● Exercise
Your task is to copy the lines of the data below from the line holding "the subscription service" through the line holding "gateway accepts it.", inclusive, exactly and with nothing added.

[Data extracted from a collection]
>>

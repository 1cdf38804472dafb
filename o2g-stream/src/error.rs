//! Error types for the o2g-stream crate.

use rest_client::RestError;

/// Errors that can occur while setting up or running an event stream.
#[derive(Debug, thiserror::Error)]
pub enum StreamError {
    /// `start` was called on a dispatcher that already left the idle state
    #[error("Event dispatcher already started")]
    AlreadyStarted,

    /// The polling request could not be opened
    #[error("Transport error: {0}")]
    Transport(#[from] RestError),

    /// Invalid configuration provided
    #[error("Configuration error: {0}")]
    Configuration(String),
}

pub type StreamResult<T> = Result<T, StreamError>;
use rest_client::{HttpRequest, HttpTransport};
use std::sync::Arc;

use super::{get_result, RestService};
use crate::subscription::Subscription;
use crate::types::SubscriptionResult;
use crate::Result;

/// Client of the subscription service
pub struct SubscriptionsRest {
    uri: String,
    transport: Arc<dyn HttpTransport>,
}

impl SubscriptionsRest {
    /// Submit a subscription. The result carries the polling URLs when the
    /// gateway accepts it.
    pub async fn create(&self, subscription: &Subscription) -> Result<Option<SubscriptionResult>> {
        let request = HttpRequest::post(&self.uri).with_json(subscription)?;
        let response = self.transport.send(request).await?;
        get_result(&response)
    }
}

impl RestService for SubscriptionsRest {
    fn new(uri: String, transport: Arc<dyn HttpTransport>) -> Self {
        Self { uri, transport }
    }

    fn uri(&self) -> &str {
        &self.uri
    }
}
//! # o2g-stream
//!
//! Event streaming for the O2G gateway.
//!
//! Once a subscription is accepted, the gateway keeps a single HTTP response
//! open and appends one JSON record per line as events happen. This crate
//! splits that growing body into records, maps each known event to its
//! notification (reshaping a few payloads on the way) and broadcasts the
//! notifications to every listener.

mod config;
mod dispatcher;
mod error;
pub mod events;
mod parser;

pub use config::StreamConfig;
pub use dispatcher::{DispatcherState, EventDispatcher};
pub use error::{StreamError, StreamResult};
pub use events::{EventName, EventPayload, Notification, NotificationReceiver, Registration};
pub use parser::ChunkParser;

<<

● Task solution
/// Client of the subscription service
pub struct SubscriptionsRest {
    uri: String,
    transport: Arc<dyn HttpTransport>,
}

impl SubscriptionsRest {
    /// Submit a subscription. The result carries the polling URLs when the
    /// gateway accepts it.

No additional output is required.